Major Lingo is a four-piece ensemble that has been writing and performing original works for 20 years. The unique band features a lap steel guitar, and their sound has been described as, "psychedelic rock, reggae, a little ska, a little funk and some outrageous interpretations of the Beatles (John Lennon mostly) ..." They even describe themselves as "(Grateful) Dead-like," but with the disclaimer that Major Lingo does not perform covers of Dead songs.

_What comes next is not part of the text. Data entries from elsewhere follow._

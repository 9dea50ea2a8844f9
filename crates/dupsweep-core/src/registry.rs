//! Per-extension file counts.

use std::path::{Path, PathBuf};

use compact_str::CompactString;
use indexmap::IndexMap;
use serde::{Deserialize, Serialize};

/// Count and earliest path for one extension.
#[derive(Debug, Clone, PartialEq, Eq, Serialize, Deserialize)]
pub struct ExtensionTally {
    /// Number of files carrying the extension.
    pub count: u64,
    /// Smallest path (component-wise) seen with this extension.
    pub first_seen: PathBuf,
}

/// Maps file extension to the number of files carrying it.
///
/// Keys are matched exactly, so `TXT` and `txt` are distinct. Entries keep
/// insertion order until [`settle`](Self::settle) reorders them by the path
/// each extension was first seen at, which is the order a sorted sequential
/// walk would have discovered them in.
#[derive(Debug, Clone, Default, Serialize, Deserialize)]
pub struct TypeRegistry {
    entries: IndexMap<CompactString, ExtensionTally>,
}

impl TypeRegistry {
    /// Create an empty registry.
    pub fn new() -> Self {
        Self::default()
    }

    /// Count one more file with `extension`, found at `seen_at`.
    ///
    /// Returns the new count for the extension.
    pub fn increment(&mut self, extension: &str, seen_at: &Path) -> u64 {
        match self.entries.get_mut(extension) {
            Some(tally) => {
                tally.count += 1;
                if seen_at < tally.first_seen.as_path() {
                    tally.first_seen = seen_at.to_path_buf();
                }
                tally.count
            }
            None => {
                self.entries.insert(
                    CompactString::from(extension),
                    ExtensionTally {
                        count: 1,
                        first_seen: seen_at.to_path_buf(),
                    },
                );
                1
            }
        }
    }

    /// Fold another registry into this one.
    pub fn merge(&mut self, other: TypeRegistry) {
        for (extension, tally) in other.entries {
            match self.entries.get_mut(&extension) {
                Some(existing) => {
                    existing.count += tally.count;
                    if tally.first_seen < existing.first_seen {
                        existing.first_seen = tally.first_seen;
                    }
                }
                None => {
                    self.entries.insert(extension, tally);
                }
            }
        }
    }

    /// Reorder entries by the path each extension was first seen at.
    pub fn settle(&mut self) {
        self.entries
            .sort_by(|_, a, _, b| a.first_seen.cmp(&b.first_seen));
    }

    /// Current count for an extension.
    pub fn get(&self, extension: &str) -> Option<u64> {
        self.entries.get(extension).map(|t| t.count)
    }

    /// `(extension, count)` pairs in enumeration order.
    pub fn snapshot(&self) -> Vec<(String, u64)> {
        self.entries
            .iter()
            .map(|(ext, tally)| (ext.to_string(), tally.count))
            .collect()
    }

    /// Iterate over extensions and their tallies.
    pub fn iter(&self) -> impl Iterator<Item = (&str, &ExtensionTally)> {
        self.entries.iter().map(|(ext, tally)| (ext.as_str(), tally))
    }

    /// Sum of all counts.
    pub fn total(&self) -> u64 {
        self.entries.values().map(|t| t.count).sum()
    }

    /// Number of distinct extensions.
    pub fn len(&self) -> usize {
        self.entries.len()
    }

    /// Check if no extension has been counted.
    pub fn is_empty(&self) -> bool {
        self.entries.is_empty()
    }
}
//! Duplicate detection for dupsweep.
//!
//! Works on the [`FileCatalog`](dupsweep_core::FileCatalog) produced by a
//! scan and never walks the file system itself.
//!
//! - **Duplicate detection**: size, partial hash, BLAKE3 full hash, then a
//!   byte comparison; hard links are never reported as duplicates
//! - **Density**: how many duplicates sit under each top-level subdirectory
//!
//! # Example
//!
//! ```rust,no_run
//! use dupsweep_analyze::DuplicateFinder;
//! use dupsweep_scan::{ScanConfig, TreeScanner};
//!
//! let session = TreeScanner::new().scan(&ScanConfig::new("/path")).unwrap();
//! let report = DuplicateFinder::new().find_duplicates(&session.catalog);
//!
//! for group in &report.groups {
//!     println!("keep {}", group.canonical().path.display());
//!     for extra in group.redundant() {
//!         println!("  dup {}", extra.path.display());
//!     }
//! }
//! ```

mod density;
mod duplicates;

pub use density::{DirectoryDensity, duplicate_density};
pub use duplicates::{
    DuplicateConfig, DuplicateConfigBuilder, DuplicateFinder, DuplicateGroup, DuplicateReport,
    files_identical,
};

The Wayback Machine will round out the evening with their ever-changing identity: Will it be an acoustic quartet tonight, or an acoustic five- or six-piece with drums? A plethora of musical free agents join in at various performances, mixing it up even more. For this performance, according to the band's press release, the band will be playing in "full-on electric mode," with special guests Danny Krieger and Amochip Dabney.
Doors open at 8:30 for the 9 p.m. show. Tickets for the all-ages, smoke-free event are $5 at the door.